Riana Tauro riana.tauro at intel.com
Wed Apr 16 10:06:55 UTC 2025


Hi Raag

On 4/3/2025 11:17 PM, Raag Jadav wrote:
> Expose sysfs attributes for PCIe Gen4 downspeed capability and status.
> 
> Signed-off-by: Raag Jadav <raag.jadav at intel.com>
> ---
>   drivers/gpu/drm/xe/xe_device_sysfs.c | 86 ++++++++++++++++++++++++++++
>   drivers/gpu/drm/xe/xe_pcode_api.h    |  5 ++
>   2 files changed, 91 insertions(+)
> 
> diff --git a/drivers/gpu/drm/xe/xe_device_sysfs.c b/drivers/gpu/drm/xe/xe_device_sysfs.c
> index d4c73acea1cf..4e6175907832 100644
> --- a/drivers/gpu/drm/xe/xe_device_sysfs.c
> +++ b/drivers/gpu/drm/xe/xe_device_sysfs.c
> @@ -11,6 +11,9 @@
>   
>   #include "xe_device.h"
>   #include "xe_device_sysfs.h"
> +#include "xe_mmio.h"
> +#include "xe_pcode_api.h"
> +#include "xe_pcode.h"
>   #include "xe_pm.h"
>   
>   /**
> @@ -63,12 +66,85 @@ vram_d3cold_threshold_store(struct device *dev, struct device_attribute *attr,
>   
>   static DEVICE_ATTR_RW(vram_d3cold_threshold);
>   
> +/**
> + * DOC: PCIe Gen5 Update Limitations
> + *
> + * Default link speed of discrete GPUs is determined by FIT parameters stored
> + * in their flash memory, which are subject to override through user initiated
> + * firmware updates.
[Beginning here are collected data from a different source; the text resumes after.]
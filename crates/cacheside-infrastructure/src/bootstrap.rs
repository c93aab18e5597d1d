//! Service bootstrap
//!
//! Turns an [`AppConfig`] into a ready [`UserAccessService`]. Providers are
//! resolved from the registries by name, the cache gets the configured
//! namespace, and the store is wrapped in a call counter. The store's
//! transaction manager is kept when it has one.

use std::fmt;
use std::sync::Arc;

use cacheside_application::ports::registry::{
    UserRepository, resolve_cache_provider, resolve_store_provider,
};
use cacheside_application::{
    EntityAccessService, InstrumentedRepository, NamespacedCache, StoreCallCounts,
};
use cacheside_domain::error::{Error, Result};
use cacheside_domain::ports::providers::cache::CacheProvider;
use cacheside_domain::ports::repositories::TransactionManager;
use cacheside_domain::{CreateUserDto, UpdateUserDto, User};
use tracing::info;

use crate::config::AppConfig;
use crate::config::loader::validate_app_config;

/// Cache-aside access service for users
pub type UserAccessService = EntityAccessService<User, CreateUserDto, UpdateUserDto>;

type CountedUserRepository = InstrumentedRepository<User, CreateUserDto, UpdateUserDto>;

/// Builds services from configuration
#[derive(Debug, Clone)]
pub struct ServiceBootstrap {
    config: AppConfig,
}

impl ServiceBootstrap {
    /// Bootstrap from a loaded configuration
    pub fn new(config: AppConfig) -> Self {
        Self { config }
    }

    /// Configuration in use
    pub fn config(&self) -> &AppConfig {
        &self.config
    }

    /// Validate the configuration, then connect the cache and the store
    pub async fn build(&self) -> Result<CachesideServices> {
        validate_app_config(&self.config)?;

        let mut cache = resolve_cache_provider(&self.config.cache.provider_config())
            .map_err(Error::configuration)?;
        if let Some(namespace) = &self.config.cache.namespace {
            cache = Arc::new(NamespacedCache::new(cache, namespace.clone()));
        }
        let store = resolve_store_provider(&self.config.store.provider_config())
            .await
            .map_err(Error::configuration)?;

        let counted = Arc::new(CountedUserRepository::new(store.repository));
        let repository: Arc<UserRepository> = counted.clone();
        let users = UserAccessService::with_cache_locks(
            repository,
            Arc::clone(&cache),
            self.config.access_policy(),
        );

        info!(
            cache = cache.provider_name(),
            store = %self.config.store.provider,
            transactions = store.transactions.is_some(),
            "Services ready"
        );

        Ok(CachesideServices {
            users,
            cache,
            transactions: store.transactions,
            store_calls: counted,
        })
    }
}

/// Services built by [`ServiceBootstrap`]
#[derive(Clone)]
pub struct CachesideServices {
    /// Cache-aside access to users
    pub users: UserAccessService,
    /// Shared cache backend
    pub cache: Arc<dyn CacheProvider>,
    /// Store transactions, when the store supports them
    pub transactions: Option<Arc<dyn TransactionManager>>,
    store_calls: Arc<CountedUserRepository>,
}

impl CachesideServices {
    /// Calls that reached the persistent store so far
    pub fn store_calls(&self) -> StoreCallCounts {
        self.store_calls.counts()
    }

    /// Reset the store call counters
    pub fn reset_store_calls(&self) {
        self.store_calls.reset();
    }
}

impl fmt::Debug for CachesideServices {
    fn fmt(&self, f: &mut fmt::Formatter<'_>) -> fmt::Result {
        f.debug_struct("CachesideServices")
            .field("users", &self.users)
            .field("cache", &self.cache.provider_name())
            .field("transactions", &self.transactions.is_some())
            .field("store_calls", &self.store_calls.counts())
            .finish()
    }
}
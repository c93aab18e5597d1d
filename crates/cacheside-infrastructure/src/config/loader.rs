//! Configuration loader
//!
//! Loads [`AppConfig`] from defaults, a TOML file and `CACHESIDE_*`
//! environment variables, then validates it.

use std::env;
use std::path::{Path, PathBuf};

use cacheside_application::ports::registry::{list_cache_providers, list_store_providers};
use cacheside_domain::error::{Error, Result};
use figment::Figment;
use figment::providers::{Env, Format, Serialized, Toml};

use crate::config::{AppConfig, CacheConfig, LockConfig, LoggingConfig, StoreConfig};
use crate::constants::{
    CONFIG_ENV_PREFIX, CONFIG_ENV_SEPARATOR, DEFAULT_CONFIG_DIR, DEFAULT_CONFIG_FILENAME,
    MONGO_STORE_PROVIDER,
};
use crate::error_ext::ErrorContext;
use crate::logging::{log_config_loaded, parse_log_level};

/// Configuration loader service
#[derive(Debug, Clone)]
pub struct ConfigLoader {
    /// Configuration file path
    config_path: Option<PathBuf>,

    /// Environment prefix
    env_prefix: String,
}

impl Default for ConfigLoader {
    fn default() -> Self {
        Self::new()
    }
}

impl ConfigLoader {
    /// Create a new configuration loader with default settings
    pub fn new() -> Self {
        Self {
            config_path: None,
            env_prefix: CONFIG_ENV_PREFIX.to_string(),
        }
    }

    /// Set the configuration file path
    #[must_use]
    pub fn with_config_path<P: AsRef<Path>>(mut self, path: P) -> Self {
        self.config_path = Some(path.as_ref().to_path_buf());
        self
    }

    /// Set the environment variable prefix
    #[must_use]
    pub fn with_env_prefix<S: Into<String>>(mut self, prefix: S) -> Self {
        self.env_prefix = prefix.into();
        self
    }

    /// Load configuration from all sources
    ///
    /// Later sources override earlier ones:
    /// 1. `AppConfig::default()`
    /// 2. The TOML file (explicit path, or the first `cacheside.toml` found)
    /// 3. Environment variables, `__` separating nested keys
    ///    (e.g. `CACHESIDE_LOCK__TTL_SECS=30`)
    pub fn load(&self) -> Result<AppConfig> {
        let mut figment = Figment::new().merge(Serialized::defaults(AppConfig::default()));

        if let Some(config_path) = &self.config_path {
            if config_path.exists() {
                figment = figment.merge(Toml::file(config_path));
                log_config_loaded(config_path, true);
            } else {
                log_config_loaded(config_path, false);
            }
        } else if let Some(default_path) = Self::find_default_config_path() {
            figment = figment.merge(Toml::file(&default_path));
            log_config_loaded(&default_path, true);
        }

        figment = figment.merge(
            Env::prefixed(&format!("{}_", self.env_prefix)).split(CONFIG_ENV_SEPARATOR),
        );

        let app_config: AppConfig = figment
            .extract()
            .config_context("Failed to extract configuration")?;

        validate_app_config(&app_config)?;
        Ok(app_config)
    }

    /// Save configuration to file
    pub fn save_to_file<P: AsRef<Path>>(&self, config: &AppConfig, path: P) -> Result<()> {
        let toml_string =
            toml::to_string_pretty(config).config_context("Failed to serialize config to TOML")?;

        std::fs::write(path.as_ref(), toml_string).context("Failed to write config file")?;

        Ok(())
    }

    /// Get the current configuration file path
    pub fn config_path(&self) -> Option<&Path> {
        self.config_path.as_deref()
    }

    fn find_default_config_path() -> Option<PathBuf> {
        let current_dir = env::current_dir().ok()?;

        let candidates = [
            Some(current_dir.join(DEFAULT_CONFIG_FILENAME)),
            Some(
                current_dir
                    .join(DEFAULT_CONFIG_DIR)
                    .join(DEFAULT_CONFIG_FILENAME),
            ),
            dirs::config_dir().map(|d| d.join(DEFAULT_CONFIG_DIR).join(DEFAULT_CONFIG_FILENAME)),
        ];

        candidates.into_iter().flatten().find(|path| path.exists())
    }
}

/// Validate application configuration
pub fn validate_app_config(config: &AppConfig) -> Result<()> {
    validate_logging_config(&config.logging)?;
    validate_cache_config(&config.cache)?;
    validate_lock_config(&config.lock)?;
    validate_store_config(&config.store)?;
    Ok(())
}

fn validate_logging_config(config: &LoggingConfig) -> Result<()> {
    parse_log_level(&config.level).map(|_| ())
}

fn validate_cache_config(config: &CacheConfig) -> Result<()> {
    if config.data_ttl_secs == 0 {
        return Err(Error::configuration("Cache data TTL cannot be 0"));
    }
    let registered: Vec<&str> = list_cache_providers().into_iter().map(|(name, _)| name).collect();
    if !registered.contains(&config.provider.as_str()) {
        return Err(Error::configuration(format!(
            "Unknown cache provider '{}'. Available providers: {registered:?}",
            config.provider
        )));
    }
    Ok(())
}

fn validate_lock_config(config: &LockConfig) -> Result<()> {
    if config.ttl_secs == 0 {
        return Err(Error::configuration("Lock TTL cannot be 0"));
    }
    if config.max_attempts == 0 {
        return Err(Error::configuration("Lock max_attempts cannot be 0"));
    }
    if config.multiplier < 1.0 {
        return Err(Error::configuration(format!(
            "Lock backoff multiplier must be at least 1.0, got {}",
            config.multiplier
        )));
    }
    if config.base_delay_ms > config.max_delay_ms {
        return Err(Error::configuration(
            "Lock base_delay_ms cannot exceed max_delay_ms",
        ));
    }
    // Lock has to outlive the longest wait
    if config.ttl_secs.saturating_mul(1000) <= config.max_wait_ms {
        return Err(Error::configuration(format!(
            "Lock TTL ({}s) must be longer than max_wait_ms ({}ms)",
            config.ttl_secs, config.max_wait_ms
        )));
    }
    Ok(())
}

fn validate_store_config(config: &StoreConfig) -> Result<()> {
    let registered: Vec<&str> = list_store_providers().into_iter().map(|(name, _)| name).collect();
    if !registered.contains(&config.provider.as_str()) {
        return Err(Error::configuration(format!(
            "Unknown store provider '{}'. Available providers: {registered:?}",
            config.provider
        )));
    }
    if config.provider == MONGO_STORE_PROVIDER && config.uri.is_none() {
        return Err(Error::configuration(
            "Store provider 'mongo' requires store.uri",
        ));
    }
    Ok(())
}

/// Configuration builder for programmatic configuration
#[derive(Debug, Clone, Default)]
pub struct ConfigBuilder {
    config: AppConfig,
}

impl ConfigBuilder {
    /// Create a new configuration builder
    pub fn new() -> Self {
        Self::default()
    }

    /// Set logging configuration
    #[must_use]
    pub fn with_logging(mut self, logging: LoggingConfig) -> Self {
        self.config.logging = logging;
        self
    }

    /// Set cache configuration
    #[must_use]
    pub fn with_cache(mut self, cache: CacheConfig) -> Self {
        self.config.cache = cache;
        self
    }

    /// Set lock configuration
    #[must_use]
    pub fn with_lock(mut self, lock: LockConfig) -> Self {
        self.config.lock = lock;
        self
    }

    /// Set store configuration
    #[must_use]
    pub fn with_store(mut self, store: StoreConfig) -> Self {
        self.config.store = store;
        self
    }

    /// Build the configuration without validation
    pub fn build(self) -> AppConfig {
        self.config
    }

    /// Build and validate the configuration
    pub fn build_validated(self) -> Result<AppConfig> {
        validate_app_config(&self.config)?;
        Ok(self.config)
    }
}
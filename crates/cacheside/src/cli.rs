//! Command line interface
//!
//! Every command prints one JSON document on stdout. Failures print a JSON
//! error report on stderr and exit with status 1.

use std::path::{Path, PathBuf};

use cacheside_application::ports::registry::{list_cache_providers, list_store_providers};
use cacheside_application::run_in_transaction;
use cacheside_domain::error::{Error, Result};
use cacheside_domain::{CreateUserDto, UpdateUserDto};
use cacheside_infrastructure::config::{AppConfig, ConfigLoader};
use cacheside_infrastructure::logging::init_logging;
use cacheside_infrastructure::{CachesideServices, ServiceBootstrap};
use chrono::Utc;
use clap::{Args, Parser, Subcommand};
use serde_json::{Value, json};
use tokio::task::JoinSet;
use tracing::warn;

/// Default number of concurrent readers fired by `probe`
pub const DEFAULT_PROBE_READERS: usize = 32;

/// Command line interface for Cacheside
#[derive(Parser, Debug)]
#[command(name = "cacheside")]
#[command(about = "Cache-aside user access with stampede locking")]
#[command(version)]
pub struct Cli {
    /// Path to configuration file
    #[arg(short, long, global = true)]
    pub config: Option<PathBuf>,

    #[command(subcommand)]
    pub command: Command,
}

/// Cacheside commands
#[derive(Subcommand, Debug, Clone, PartialEq, Eq)]
pub enum Command {
    /// Create a user
    Create(CreateArgs),

    /// Read a user through the cache
    Get {
        /// User id (24 hex characters)
        id: String,
    },

    /// Patch a user and invalidate its cached snapshot
    Update(UpdateArgs),

    /// Create a user, fire concurrent cold reads and count store loads
    ///
    /// With a working lock the store sees a single load however many
    /// readers there are.
    Probe {
        /// Number of concurrent readers
        #[arg(long, default_value_t = DEFAULT_PROBE_READERS)]
        readers: usize,
    },

    /// List registered cache and store providers
    Providers,
}

/// Arguments of `create`
#[derive(Args, Debug, Clone, PartialEq, Eq)]
pub struct CreateArgs {
    /// External user identifier
    #[arg(long)]
    pub user_id: String,

    /// Contact email
    #[arg(long)]
    pub email: String,

    /// Consumer the user belongs to
    #[arg(long)]
    pub consumer_id: String,

    /// Key issued to the user
    #[arg(long)]
    pub key_id: String,

    /// Create inside a store transaction (mongo store only)
    #[arg(long)]
    pub transactional: bool,
}

/// Arguments of `update`
#[derive(Args, Debug, Clone, PartialEq, Eq)]
pub struct UpdateArgs {
    /// User id (24 hex characters)
    pub id: String,

    /// New contact email
    #[arg(long)]
    pub email: Option<String>,

    /// Set the last sign-in time to now
    #[arg(long)]
    pub signed_in_now: bool,

    /// Set the cheater flag
    #[arg(long)]
    pub cheater: Option<bool>,
}

impl CreateArgs {
    fn dto(&self) -> CreateUserDto {
        CreateUserDto {
            user_id: self.user_id.clone(),
            email: self.email.clone(),
            consumer_id: self.consumer_id.clone(),
            key_id: self.key_id.clone(),
        }
    }
}

impl UpdateArgs {
    fn patch(&self) -> UpdateUserDto {
        UpdateUserDto {
            email: self.email.clone(),
            signed_in: self.signed_in_now.then(Utc::now),
            is_cheater: self.cheater,
            ..UpdateUserDto::default()
        }
    }
}

/// Run a parsed command line: load config, start logging, bootstrap, execute
pub async fn run(cli: Cli) -> anyhow::Result<Value> {
    if cli.command == Command::Providers {
        return Ok(providers_report());
    }

    let config = load_config(cli.config.as_deref())?;
    init_logging(&config.logging)?;

    let services = ServiceBootstrap::new(config).build().await?;
    Ok(execute(cli.command, &services).await?)
}

/// Load configuration, optionally from an explicit file
pub fn load_config(path: Option<&Path>) -> anyhow::Result<AppConfig> {
    let loader = match path {
        Some(path) => ConfigLoader::new().with_config_path(path),
        None => ConfigLoader::new(),
    };
    Ok(loader.load()?)
}

/// Run one command against ready services
pub async fn execute(command: Command, services: &CachesideServices) -> Result<Value> {
    match command {
        Command::Create(args) => create(&args, services).await,
        Command::Get { id } => Ok(serde_json::to_value(services.users.find_one(&id).await?)?),
        Command::Update(args) => {
            let patch = args.patch();
            if patch.is_empty() {
                return Err(Error::invalid_argument(
                    "nothing to update: pass --email, --signed-in-now or --cheater",
                ));
            }
            Ok(serde_json::to_value(
                services.users.update(&args.id, patch).await?,
            )?)
        }
        Command::Probe { readers } => probe(readers, services).await,
        Command::Providers => Ok(providers_report()),
    }
}

async fn create(args: &CreateArgs, services: &CachesideServices) -> Result<Value> {
    let user = if args.transactional {
        let manager = services.transactions.as_ref().ok_or_else(|| {
            Error::invalid_argument("the configured store does not support transactions")
        })?;
        let users = services.users.clone();
        let dto = args.dto();
        run_in_transaction(manager.as_ref(), |ctx| async move {
            users.create_in(dto, Some(&ctx)).await
        })
        .await?
    } else {
        services.users.create(args.dto()).await?
    };
    Ok(serde_json::to_value(user)?)
}

async fn probe(readers: usize, services: &CachesideServices) -> Result<Value> {
    if readers == 0 {
        return Err(Error::invalid_argument("probe needs at least one reader"));
    }

    let stamp = Utc::now().timestamp_millis();
    let user = services
        .users
        .create(CreateUserDto {
            user_id: format!("probe-{stamp}"),
            email: format!("probe-{stamp}@cacheside.invalid"),
            consumer_id: "probe".to_string(),
            key_id: "probe".to_string(),
        })
        .await?;
    services.reset_store_calls();

    let mut tasks = JoinSet::new();
    for _ in 0..readers {
        let users = services.users.clone();
        let id = user.id.clone();
        tasks.spawn(async move { users.find_one(&id).await });
    }

    let mut succeeded = 0_usize;
    let mut failed = 0_usize;
    while let Some(joined) = tasks.join_next().await {
        match joined {
            Ok(Ok(_)) => succeeded += 1,
            Ok(Err(error)) => {
                warn!(error = %error, "Probe read failed");
                failed += 1;
            }
            Err(join_error) => {
                return Err(Error::internal(format!("probe reader died: {join_error}")));
            }
        }
    }

    Ok(json!({
        "id": user.id,
        "readers": readers,
        "succeeded": succeeded,
        "failed": failed,
        "storeLoads": services.store_calls().loads,
    }))
}

/// Registered providers as JSON
pub fn providers_report() -> Value {
    let entries = |list: Vec<(&'static str, &'static str)>| -> Vec<Value> {
        list.into_iter()
            .map(|(name, description)| json!({ "name": name, "description": description }))
            .collect()
    };
    json!({
        "cache": entries(list_cache_providers()),
        "store": entries(list_store_providers()),
    })
}

/// Short class name of an error, as printed in reports
pub fn error_class(error: &Error) -> &'static str {
    match error {
        Error::NotFound { .. } => "not_found",
        Error::InvalidArgument { .. } => "invalid_argument",
        Error::Conflict { .. } => "conflict",
        Error::LockContention { .. } => "lock_contention",
        Error::Configuration { .. } => "configuration",
        _ => "internal",
    }
}

/// JSON error report for a failed command
pub fn error_report(error: &anyhow::Error) -> Value {
    match error.downcast_ref::<Error>() {
        Some(domain) => json!({
            "error": error_class(domain),
            "status": domain.status_code(),
            "message": domain.to_string(),
        }),
        None => json!({
            "error": "internal",
            "status": 500,
            "message": format!("{error:#}"),
        }),
    }
}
It has been observed that devices configured with PCIe
> + * Gen5 as their default speed can come across link quality issues due to host
> + * or motherboard limitations and may have to auto-downspeed to PCIe Gen4 when
> + * faced with unstable link at Gen5. The users are required to ensure that the
> + * device is capable of auto-downspeeding to PCIe Gen4 link before pushing the
> + * image with Gen5 as default configuration. This can be done by reading
> + * ``pcie_gen4_downspeed_capable`` sysfs entry, which will denote PCIe Gen4
> + * downspeed capability of the device with boolean output value of ``0`` or
> + * ``1``, meaning `incapable` or `capable` respectively.
> + *
> + * .. code-block:: shell
> + *
> + *    $ cat /sys/bus/pci/devices/<bdf>/pcie_gen4_downspeed_capable
> + *
> + * Pushing PCIe Gen5 update on a downspeed incapable device and facing link
> + * instability due to host or motherboard limitations can result in driver not
> + * being able to successfully bind to the device, making further firmware
> + * updates impossible with RMA being the only last resort.
> + *
> + * Link downspeed status of PCIe Gen4 downspeed capable devices is available
> + * through ``pcie_gen4_downspeed_status`` sysfs entry with boolean output value
> + * of ``0`` or ``1``, where ``0`` means no auto-downspeeding was required during
> + * link training (which is the optimal scenario) and ``1`` means the device has
> + * auto-downsped to PCIe Gen4 due to unstable Gen5 link.
> + *
> + * .. code-block:: shell
> + *
> + *    $ cat /sys/bus/pci/devices/<bdf>/pcie_gen4_downspeed_status
Why downspeed? Shouldn't it be downgrade?> + */
> +
> +static ssize_t
> +pcie_gen4_downspeed_capable_show(struct device *dev, struct device_attribute *attr, char *buf)
> +{
> +	struct pci_dev *pdev = to_pci_dev(dev);
> +	struct xe_device *xe = pdev_to_xe_device(pdev);
> +	u32 cap, val;
> +
> +	xe_pm_runtime_get(xe);
> +	val = xe_mmio_read32(xe_root_tile_mmio(xe), BMG_PCIE4_CAP);
> +	xe_pm_runtime_put(xe);
> +
> +	cap = REG_FIELD_GET(PCIE4_DOWNSPEED, val);
> +	return sysfs_emit(buf, "%u\n", cap == DOWNSPEED_CAPABLE ? true : false);
> +}
> +static DEVICE_ATTR_RO(pcie_gen4_downspeed_capable);
> +
> +static ssize_t
> +pcie_gen4_downspeed_status_show(struct device *dev, struct device_attribute *attr, char *buf)
> +{
> +	struct pci_dev *pdev = to_pci_dev(dev);
> +	struct xe_device *xe = pdev_to_xe_device(pdev);
> +	u32 val;
> +	int ret;
> +
> +	xe_pm_runtime_get(xe);
> +	ret = xe_pcode_read(xe_device_get_root_tile(xe), PCODE_MBOX(DGFX_PCODE_STATUS,
> +			    DGFX_GET_INIT_STATUS, 0), &val, NULL);
indentation> +	xe_pm_runtime_put(xe);
> +
> +	return ret ?: sysfs_emit(buf, "%u\n", REG_FIELD_GET(DGFX_PCIE4_DOWNSPEED_STATUS, val));
> +}
> +static DEVICE_ATTR_RO(pcie_gen4_downspeed_status);
> +
>   static void xe_device_sysfs_fini(void *arg)
>   {
>   	struct xe_device *xe = arg;
>   
>   	if (xe->d3cold.capable)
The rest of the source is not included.